The earnings are calculated using the following formula: Subscribed amount (1 + APR x 7/365).

If the expiration price falls within the range, you'll earn an APR between 4% and 18%, increasing as the price approaches the upper limit. However, if the expiration price is outside the range, you'll receive a fixed basic APR of 1%.
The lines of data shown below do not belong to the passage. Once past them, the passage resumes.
//! Tracing setup. The terminal belongs to the UI while the app runs, so
//! log lines go to a file instead of stdout.

use std::fs::{self, File};
use std::path::PathBuf;
use std::sync::Arc;

use anyhow::{Context, Result};
use tracing_subscriber::{fmt, layer::SubscriberExt, util::SubscriberInitExt, EnvFilter};

/// Initialize tracing to a log file, honoring `RUST_LOG` for filtering.
/// Returns the path log lines are going to.
pub fn init_tracing(log_path: Option<PathBuf>) -> Result<PathBuf> {
    let path = match log_path {
        Some(path) => path,
        None => default_log_path()?,
    };
    if let Some(parent) = path.parent() {
        fs::create_dir_all(parent)?;
    }
    let file = File::create(&path)
        .with_context(|| format!("create log file {}", path.display()))?;

    let fmt_layer = fmt::layer()
        .with_writer(Arc::new(file))
        .with_target(true)
        .with_level(true)
        .with_ansi(false)
        .compact();

    let filter = EnvFilter::try_from_default_env().unwrap_or_else(|_| EnvFilter::new("info"));

    tracing_subscriber::registry()
        .with(filter)
        .with(fmt_layer)
        .init();

    tracing::info!(target: "system", "logging to {}", path.display());
    Ok(path)
}

fn default_log_path() -> Result<PathBuf> {
    let dir = dirs::data_local_dir()
        .or_else(dirs::home_dir)
        .context("could not determine a log directory")?;
    Ok(dir.join("viewsync").join("viewsync.log"))
}
use std::sync::Arc;
use std::time::Duration;

use crossterm::event::{KeyCode, KeyEvent, KeyModifiers};
use serde_json::{json, Value};
use tokio::runtime::Runtime;
use viewsync::config::Config;
use viewsync::data::memory::MemorySource;
use viewsync::data::selection::BulkActionFn;
use viewsync::data::source::DataSource;
use viewsync::error::FetchError;
use viewsync::sync::keys::SortOrder;
use viewsync::ui::core::{BulkAction, Focus, ViewCore};
use viewsync::ui::table_view::{ColumnDef, TableView};

fn demo_rows() -> Vec<Value> {
    (1..=12)
        .map(|i| {
            json!({
                "id": i,
                "name": format!("Course {:02}", i),
                "status": if i % 2 == 0 { "active" } else { "draft" },
                "score": 40 + i,
            })
        })
        .collect()
}

fn columns() -> Vec<ColumnDef> {
    vec![
        ColumnDef::new("name", "Name", 20),
        ColumnDef::new("status", "Status", 10),
        ColumnDef::new("score", "Score", 7),
    ]
}

fn table_over(runtime: &Runtime, source: DataSource, config: &Config) -> TableView {
    let core = ViewCore::new(
        "courses",
        "",
        source,
        "id",
        runtime.handle().clone(),
        config,
    );
    TableView::new(core, columns())
}

fn tick_until_loaded(view: &mut TableView) {
    for _ in 0..200 {
        view.core.on_tick();
        let snapshot = view.core.adapter.snapshot();
        if snapshot.is_success && !snapshot.is_loading {
            return;
        }
        std::thread::sleep(Duration::from_millis(2));
    }
    panic!("view never loaded");
}

fn key(code: KeyCode) -> KeyEvent {
    KeyEvent::new(code, KeyModifiers::NONE)
}

#[test]
fn test_sort_key_cycles_the_active_column() {
    let runtime = Runtime::new().unwrap();
    let config = Config::default();
    let mut view = table_over(
        &runtime,
        MemorySource::new(demo_rows()).into_source(),
        &config,
    );
    tick_until_loaded(&mut view);

    view.handle_key(key(KeyCode::Char('s'))).unwrap();
    assert_eq!(
        view.core.state.sort(),
        Some(("name".to_string(), SortOrder::Desc))
    );
    view.handle_key(key(KeyCode::Char('s'))).unwrap();
    assert_eq!(
        view.core.state.sort(),
        Some(("name".to_string(), SortOrder::Asc))
    );
    view.handle_key(key(KeyCode::Char('s'))).unwrap();
    assert_eq!(view.core.state.sort(), None, "third press clears");
}

#[test]
fn test_selection_spans_pages_through_keys() {
    let runtime = Runtime::new().unwrap();
    let config = Config::default();
    let mut view = table_over(
        &runtime,
        MemorySource::new(demo_rows()).into_source(),
        &config,
    );
    tick_until_loaded(&mut view);

    view.handle_key(key(KeyCode::Char(' '))).unwrap();
    assert_eq!(view.core.selection.len(), 1);

    view.handle_key(key(KeyCode::Char('n'))).unwrap();
    tick_until_loaded(&mut view);
    assert_eq!(view.core.state.page(), 2);
    view.handle_key(key(KeyCode::Char(' '))).unwrap();
    assert_eq!(view.core.selection.len(), 2, "page 1 pick still counted");

    view.handle_key(key(KeyCode::Char('p'))).unwrap();
    tick_until_loaded(&mut view);
    assert!(view.core.selection.is_selected_item(&json!({"id": 1})));
    assert!(view.core.selection.is_selected_item(&json!({"id": 11})));
}

#[test]
fn test_hide_and_filter_keys_shape_the_view() {
    let runtime = Runtime::new().unwrap();
    let config = Config::default();
    let mut view = table_over(
        &runtime,
        MemorySource::new(demo_rows()).into_source(),
        &config,
    );
    tick_until_loaded(&mut view);

    view.handle_key(key(KeyCode::Char('H'))).unwrap();
    assert!(!view.core.state.is_column_visible("name"));

    // Active column slid onto "status"; filter it down to active courses.
    view.handle_key(key(KeyCode::Char('f'))).unwrap();
    assert_eq!(view.core.focus, Focus::Filter);
    for ch in "active".chars() {
        view.handle_key(key(KeyCode::Char(ch))).unwrap();
    }
    view.handle_key(key(KeyCode::Enter)).unwrap();
    assert_eq!(view.core.focus, Focus::Rows);
    assert_eq!(
        view.core.state.column_filter("status"),
        Some(json!("active"))
    );

    tick_until_loaded(&mut view);
    let items = view.core.adapter.items();
    assert!(!items.is_empty());
    assert!(items.iter().all(|item| item["status"] == json!("active")));

    view.handle_key(key(KeyCode::Char('F'))).unwrap();
    assert!(view.core.state.column_filters().is_empty());
}

#[test]
fn test_export_key_flow_writes_both_artifacts() {
    let runtime = Runtime::new().unwrap();
    let dir = tempfile::tempdir().unwrap();
    let mut config = Config::default();
    config.behavior.export_dir = Some(dir.path().to_path_buf());
    let mut view = table_over(
        &runtime,
        MemorySource::new(demo_rows()).into_source(),
        &config,
    );
    tick_until_loaded(&mut view);

    view.handle_key(key(KeyCode::Char('e'))).unwrap();
    assert_eq!(view.core.focus, Focus::Export);
    // The default choice exports the current page.
    view.handle_key(key(KeyCode::Enter)).unwrap();
    assert!(
        view.core.status().starts_with("✓ Exported"),
        "status: {}",
        view.core.status()
    );

    let entries: Vec<_> = std::fs::read_dir(dir.path())
        .unwrap()
        .filter_map(Result::ok)
        .map(|e| e.file_name().to_string_lossy().into_owned())
        .collect();
    assert_eq!(entries.len(), 2, "csv and xlsx side by side: {:?}", entries);
    assert!(entries.iter().any(|name| name.ends_with(".csv")));
    assert!(entries.iter().any(|name| name.ends_with(".xlsx")));
}

#[test]
fn test_bulk_action_clears_selection_and_refetches() {
    let runtime = Runtime::new().unwrap();
    let config = Config::default();
    let source = Arc::new(MemorySource::new(demo_rows()));
    let delete: BulkActionFn = {
        let source = Arc::clone(&source);
        Arc::new(move |ids| {
            let source = Arc::clone(&source);
            Box::pin(async move {
                source.remove_by_ids("id", &ids);
                Ok(())
            })
        })
    };
    let core = ViewCore::new(
        "courses",
        "",
        MemorySource::source(Arc::clone(&source)),
        "id",
        runtime.handle().clone(),
        &config,
    )
    .with_bulk_action(BulkAction::new('D', "Delete", delete));
    let mut view = TableView::new(core, columns());
    tick_until_loaded(&mut view);
    assert_eq!(
        view.core.adapter.snapshot().page_info().unwrap().total_items,
        12
    );

    view.handle_key(key(KeyCode::Char(' '))).unwrap();
    view.handle_key(key(KeyCode::Char('D'))).unwrap();
    for _ in 0..200 {
        view.core.on_tick();
        if view.core.status().starts_with("✓ Delete") {
            break;
        }
        std::thread::sleep(Duration::from_millis(2));
    }
    assert!(
        view.core.status().starts_with("✓ Delete"),
        "status: {}",
        view.core.status()
    );
    assert!(view.core.selection.is_empty());

    tick_until_loaded(&mut view);
    assert_eq!(
        view.core.adapter.snapshot().page_info().unwrap().total_items,
        11,
        "the deleted row is gone after the refetch"
    );
}

#[test]
fn test_failed_bulk_action_keeps_the_selection() {
    let runtime = Runtime::new().unwrap();
    let config = Config::default();
    let delete: BulkActionFn = Arc::new(|_| {
        Box::pin(async { Err(FetchError::Network("connection refused".to_string())) })
    });
    let core = ViewCore::new(
        "courses",
        "",
        MemorySource::new(demo_rows()).into_source(),
        "id",
        runtime.handle().clone(),
        &config,
    )
    .with_bulk_action(BulkAction::new('D', "Delete", delete));
    let mut view = TableView::new(core, columns());
    tick_until_loaded(&mut view);

    view.handle_key(key(KeyCode::Char(' '))).unwrap();
    view.handle_key(key(KeyCode::Char('D'))).unwrap();
    for _ in 0..200 {
        view.core.on_tick();
        if view.core.status().contains("failed") {
            break;
        }
        std::thread::sleep(Duration::from_millis(2));
    }
    assert_eq!(
        view.core.status(),
        "Delete failed: Could not reach the server. Check your connection."
    );
    assert_eq!(view.core.selection.len(), 1, "a failed action keeps the picks");
}

#[test]
fn test_bulk_action_with_nothing_selected_is_a_noop() {
    let runtime = Runtime::new().unwrap();
    let config = Config::default();
    let delete: BulkActionFn = Arc::new(|_| Box::pin(async { Ok(()) }));
    let core = ViewCore::new(
        "courses",
        "",
        MemorySource::new(demo_rows()).into_source(),
        "id",
        runtime.handle().clone(),
        &config,
    )
    .with_bulk_action(BulkAction::new('D', "Delete", delete));
    let mut view = TableView::new(core, columns());
    tick_until_loaded(&mut view);

    view.handle_key(key(KeyCode::Char('D'))).unwrap();
    assert_eq!(view.core.status(), "Delete: nothing selected");
}
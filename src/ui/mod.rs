//! Terminal front end: the table and grid orchestrators, the shared view
//! core they are built on, and the column settings overlay.

pub mod column_panel;
pub mod core;
pub mod grid_view;
pub mod table_view;

pub use column_panel::ColumnSettingsPanel;
pub use core::{BulkAction, Focus, ViewCore};
pub use grid_view::{CardRenderer, GridView};
pub use table_view::{ColumnDef, TableView};

use ratatui::layout::{Constraint, Direction, Layout, Rect};

/// Center a popup over `r`, sized as percentages of it.
pub(crate) fn centered_rect(percent_x: u16, percent_y: u16, r: Rect) -> Rect {
    let popup_layout = Layout::default()
        .direction(Direction::Vertical)
        .constraints([
            Constraint::Percentage((100 - percent_y) / 2),
            Constraint::Percentage(percent_y),
            Constraint::Percentage((100 - percent_y) / 2),
        ])
        .split(r);

    Layout::default()
        .direction(Direction::Horizontal)
        .constraints([
            Constraint::Percentage((100 - percent_x) / 2),
            Constraint::Percentage(percent_x),
            Constraint::Percentage((100 - percent_x) / 2),
        ])
        .split(popup_layout[1])[1]
}
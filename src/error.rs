//! Error types for data fetching and export.

use thiserror::Error;

/// Errors surfaced by a data source. Query snapshots carry their error by
/// value so every consumer of a snapshot can render it, which is why the
/// variants hold strings instead of source errors.
#[derive(Debug, Clone, PartialEq, Eq, Error)]
#[non_exhaustive]
pub enum FetchError {
    /// The request never produced a response.
    #[error("network error: {0}")]
    Network(String),

    /// The server answered with a non-success status.
    #[error("server rejected the request ({status}): {message}")]
    Rejected { status: u16, message: String },

    /// The response arrived but could not be decoded.
    #[error("malformed response: {0}")]
    Decode(String),
}

impl FetchError {
    /// A short message suitable for the status line.
    #[must_use]
    pub fn user_message(&self) -> &str {
        match self {
            Self::Network(_) => "Could not reach the server. Check your connection.",
            Self::Rejected { .. } => "The server rejected the request.",
            Self::Decode(_) => "The server response could not be read.",
        }
    }

    /// Whether retrying the same request can plausibly succeed.
    #[must_use]
    pub fn is_retryable(&self) -> bool {
        matches!(self, Self::Network(_))
    }
}

impl From<reqwest::Error> for FetchError {
    fn from(err: reqwest::Error) -> Self {
        if err.is_decode() {
            return Self::Decode(err.to_string());
        }
        match err.status() {
            Some(status) => Self::Rejected {
                status: status.as_u16(),
                message: err.to_string(),
            },
            None => Self::Network(err.to_string()),
        }
    }
}

/// Errors raised while building an export artifact.
#[derive(Debug, Error)]
#[non_exhaustive]
pub enum ExportError {
    /// The selected row source produced nothing.
    #[error("nothing to export")]
    NoRows,

    /// I/O error while writing the artifact.
    #[error("I/O error: {0}")]
    Io(String),

    /// The delimited writer refused a record.
    #[error("delimited write error: {0}")]
    Delimited(String),

    /// The workbook archive could not be assembled.
    #[error("workbook write error: {0}")]
    Workbook(String),
}

impl From<std::io::Error> for ExportError {
    fn from(err: std::io::Error) -> Self {
        Self::Io(err.to_string())
    }
}

impl From<csv::Error> for ExportError {
    fn from(err: csv::Error) -> Self {
        Self::Delimited(err.to_string())
    }
}

impl From<zip::result::ZipError> for ExportError {
    fn from(err: zip::result::ZipError) -> Self {
        Self::Workbook(err.to_string())
    }
}

impl From<quick_xml::Error> for ExportError {
    fn from(err: quick_xml::Error) -> Self {
        Self::Workbook(err.to_string())
    }
}
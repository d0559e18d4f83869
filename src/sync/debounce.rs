//! Debounced search input.
//!
//! Keystrokes land in a draft immediately; the synchronized search term
//! only updates once typing goes quiet, so intermediate prefixes never
//! reach the address or trigger fetches.

use std::time::{Duration, Instant};

#[derive(Debug, Clone)]
pub struct SearchDebouncer {
    delay: Duration,
    draft: String,
    last_keystroke: Option<Instant>,
}

impl SearchDebouncer {
    pub fn new(delay_ms: u64) -> Self {
        Self {
            delay: Duration::from_millis(delay_ms),
            draft: String::new(),
            last_keystroke: None,
        }
    }

    /// Seed the draft without arming the timer, e.g. when restoring a view
    /// whose search term came in from a link.
    pub fn seed(&mut self, term: impl Into<String>) {
        self.draft = term.into();
        self.last_keystroke = None;
    }

    pub fn draft(&self) -> &str {
        &self.draft
    }

    /// Record a keystroke, restarting the quiet period.
    pub fn type_term(&mut self, term: impl Into<String>) {
        self.draft = term.into();
        self.last_keystroke = Some(Instant::now());
    }

    /// Time left before the draft fires, for a status-line countdown.
    pub fn time_remaining(&self) -> Option<Duration> {
        self.last_keystroke
            .map(|last| self.delay.saturating_sub(last.elapsed()))
    }

    /// Yield the draft once the quiet period has passed. Polled each tick;
    /// returns at most once per armed draft.
    pub fn take_ready(&mut self) -> Option<String> {
        let last = self.last_keystroke?;
        if last.elapsed() < self.delay {
            return None;
        }
        self.last_keystroke = None;
        Some(self.draft.clone())
    }

    /// Drop the pending draft, putting the given committed term back.
    pub fn cancel(&mut self, committed: impl Into<String>) {
        self.draft = committed.into();
        self.last_keystroke = None;
    }
}
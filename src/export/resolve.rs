//! Column configuration and per-cell value resolution.

use serde_json::Value;

use crate::data::values::resolve_path;

/// A field computed from the row instead of read off it.
#[derive(Debug, Clone, PartialEq, Eq)]
pub enum DerivedField {
    /// Number of elements in a nested collection, e.g. how many members a
    /// project team has. Missing or non-array values count zero.
    CollectionSize { path: String },
}

/// One exported column: a field id, the header it is written under, an
/// optional width hint for the spreadsheet, and an optional derivation.
#[derive(Debug, Clone, PartialEq)]
pub struct ExportColumn {
    pub id: String,
    pub header: String,
    pub width: Option<u16>,
    pub derived: Option<DerivedField>,
}

impl ExportColumn {
    pub fn new(id: impl Into<String>, header: impl Into<String>) -> Self {
        Self {
            id: id.into(),
            header: header.into(),
            width: None,
            derived: None,
        }
    }

    /// A column counting the collection at `path`.
    pub fn counting(id: impl Into<String>, header: impl Into<String>, path: impl Into<String>) -> Self {
        Self {
            derived: Some(DerivedField::CollectionSize { path: path.into() }),
            ..Self::new(id, header)
        }
    }

    pub fn with_width(mut self, width: u16) -> Self {
        self.width = Some(width);
        self
    }
}

/// Resolve one cell. Derived fields compute, everything else walks the
/// row; a missing field resolves to null and renders empty.
pub fn resolve_cell(item: &Value, column: &ExportColumn) -> Value {
    match &column.derived {
        Some(DerivedField::CollectionSize { path }) => {
            let count = resolve_path(item, path)
                .and_then(Value::as_array)
                .map(|a| a.len())
                .unwrap_or(0);
            Value::from(count)
        }
        None => resolve_path(item, &column.id).cloned().unwrap_or(Value::Null),
    }
}

/// Resolve the value a row sorts on. A sort field that names an exported
/// column goes through that column's derivation; anything else is a plain
/// field walk.
pub fn resolve_sort_cell(item: &Value, columns: &[ExportColumn], field: &str) -> Value {
    match columns.iter().find(|c| c.id == field) {
        Some(column) => resolve_cell(item, column),
        None => resolve_path(item, field).cloned().unwrap_or(Value::Null),
    }
}
/// `{{path}}` placeholders; the path may contain dots and surrounding spaces
static VARIABLE_PATTERN: Lazy<Regex> = Lazy::new(|| {
    Regex::new(r"\{\{([^{}]+)\}\}").expect("variable pattern is a valid regex")
});

/// Declared type of a consumer
#[derive(Debug, Clone, Copy, PartialEq, Eq, Hash, Serialize, Deserialize)]
#[serde(rename_all = "snake_case")]
pub enum FieldKind {
    String,
    Boolean,
    Long,
    Double,
    /// One of the declared options
    Enum,
    /// A type name resolved through the [`TypeCatalog`]
    Class,
}

impl FieldKind {
    fn label(&self) -> &'static str {
        match self {
            Self::String => "string",
            Self::Boolean => "boolean",
            Self::Long => "long",
            Self::Double => "double",
            Self::Enum => "enum",
            Self::Class => "class",
        }
    }
}

/// Presentation hint for numeric fields
#[derive(Debug, Clone, Copy, PartialEq, Eq, Hash, Serialize, Deserialize)]
#[serde(rename_all = "snake_case")]
pub enum Unit {
    Millisecond,
    Second,
    Minute,
    Percent,
}

/// A selectable value for a consumer
#[derive(Debug, Clone, PartialEq, Serialize, Deserialize)]
#[serde(rename_all = "camelCase")]
pub struct FieldOption {
    pub label: String,
    pub value: String,
    /// Kind of value the node produces when this option is chosen
    #[serde(default, skip_serializing_if = "Option::is_none")]
    pub produce_type: Option<ValueKind>,
}

impl FieldOption {
    pub fn new(label: impl Into<String>, value: impl Into<String>) -> Self {
        Self {
            label: label.into(),
            value: value.into(),
            produce_type: None,
        }
    }
}

/// Read side of a field
#[derive(Debug, Clone, Serialize)]
#[serde(rename_all = "camelCase")]
pub struct Consumer {
    #[serde(skip)]
    field: String,
    #[serde(rename = "type")]
    kind: FieldKind,
    required: bool,
    #[serde(skip_serializing_if = "Option::is_none")]
    default_value: Option<String>,
    #[serde(skip)]
    value: Option<String>,
    #[serde(skip_serializing_if = "Vec::is_empty")]
    options: Vec<FieldOption>,
    #[serde(skip_serializing_if = "Option::is_none")]
    unit: Option<Unit>,
}
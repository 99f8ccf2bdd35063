//! Node type metadata
//!
//! Every node type describes itself with a [`NodeMetadata`]: its palette
//! name, group and colour, how many inbound links it accepts, the fields it
//! consumes or produces and the outputs it can route to. The metadata is the
//! template every live instance clones its fields and outputs from, and it is
//! what the host exports to editors.

use serde::Serialize;

use crate::field::Field;

/// Trait for node types that can describe their metadata
///
/// ```ignore
/// impl NodeDescriptor for SendChatNode {
///     fn descriptor() -> NodeMetadata {
///         NodeMetadata::new("SendChat", NodeGroup::Action, NodeColor::Lime)
///             .field(Field::new("message").consume(Consumer::string().default_value("Hello")))
///             .output("Next", "Continue")
///     }
/// }
/// ```
pub trait NodeDescriptor {
    /// Get the static metadata for this node type
    fn descriptor() -> NodeMetadata
    where
        Self: Sized;
}

/// Palette group of a node type
#[derive(Debug, Clone, Copy, PartialEq, Eq, Hash, Serialize)]
#[serde(rename_all = "camelCase")]
pub enum NodeGroup {
    /// Starts walks: event listeners, timers
    Trigger,
    /// Side effects on the host
    Action,
    /// Chooses between outputs
    Condition,
    /// Computes a value into the variable context
    Value,
    /// Alters the flow of a walk (delays, forks)
    Control,
}

/// Palette colour of a node type
#[derive(Debug, Clone, Copy, PartialEq, Eq, Hash, Serialize)]
#[serde(rename_all = "camelCase")]
pub enum NodeColor {
    Lime,
    Emerald,
    Amber,
    Sky,
    Rose,
    Violet,
}

impl NodeColor {
    /// CSS colour for editors
    pub fn hex(&self) -> &'static str {
        match self {
            Self::Lime => "#84cc16",
            Self::Emerald => "#10b981",
            Self::Amber => "#f59e0b",
            Self::Sky => "#0ea5e9",
            Self::Rose => "#f43f5e",
            Self::Violet => "#8b5cf6",
        }
    }
}

/// A declared output of a node type
#[derive(Debug, Clone, PartialEq, Eq, Serialize)]
pub struct OutputSpec {
    pub name: String,
    pub description: String,
}

impl OutputSpec {
    pub fn new(name: impl Into<String>, description: impl Into<String>) -> Self {
        Self {
            name: name.into(),
            description: description.into(),
        }
    }
}

/// Complete metadata for a node type
#[derive(Debug, Clone, Serialize)]
pub struct NodeMetadata {
    /// Unique type name, the key persisted graphs refer to
    pub name: String,
    pub group: NodeGroup,
    pub color: NodeColor,
    /// Number of inbound links the editor allows
    pub inputs: u32,
    pub fields: Vec<Field>,
    pub outputs: Vec<OutputSpec>,
}

impl NodeMetadata {
    /// Metadata with one input and no fields or outputs
    pub fn new(name: impl Into<String>, group: NodeGroup, color: NodeColor) -> Self {
        Self {
            name: name.into(),
            group,
            color,
            inputs: 1,
            fields: Vec::new(),
            outputs: Vec::new(),
        }
    }

    pub fn inputs(mut self, inputs: u32) -> Self {
        self.inputs = inputs;
        self
    }

    pub fn field(mut self, field: Field) -> Self {
        self.fields.push(field);
        self
    }

    pub fn output(mut self, name: impl Into<String>, description: impl Into<String>) -> Self {
        self.outputs.push(OutputSpec::new(name, description));
        self
    }

    /// Look up a declared field
    pub fn find_field(&self, name: &str) -> Option<&Field> {
        self.fields.iter().find(|f| f.name() == name)
    }

    /// Look up a declared output
    pub fn find_output(&self, name: &str) -> Option<&OutputSpec> {
        self.outputs.iter().find(|o| o.name == name)
    }
}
Estimated earnings can also be calculated on the Shark Fin subscription page, during the subscription period.

3 payoff scenarios are:

  1. Below the range - basic APR

  2. Inside the range - between low APR and high APR depending on the price

  3. Above the range - basic APR

Here's a hypothetical situation where:

  • Subscription amount: 1,000 USDT

  • APR: 1% - 18%

  • Term: 7 Days

  • BTC price range: $18,000 - $21,000

Note: this example is presented for illustration purposes only and does not represent the future APR.

Payoff scenarios

Scenario 1: Expiration price below the range

The expiration price is $17,000, which is less than $18,000, so your APR will be 1%.

Subscription amount x APR x 7/365 = Earnings

Example: subscribed amount x (1 + APR x 7/365) = 0.192 USDT (Earnings)


Scenario 2: Expiration price within the range

The expiration price is $19,500, which is within the range of $18,000 to $21,000, so your APR will be 11%.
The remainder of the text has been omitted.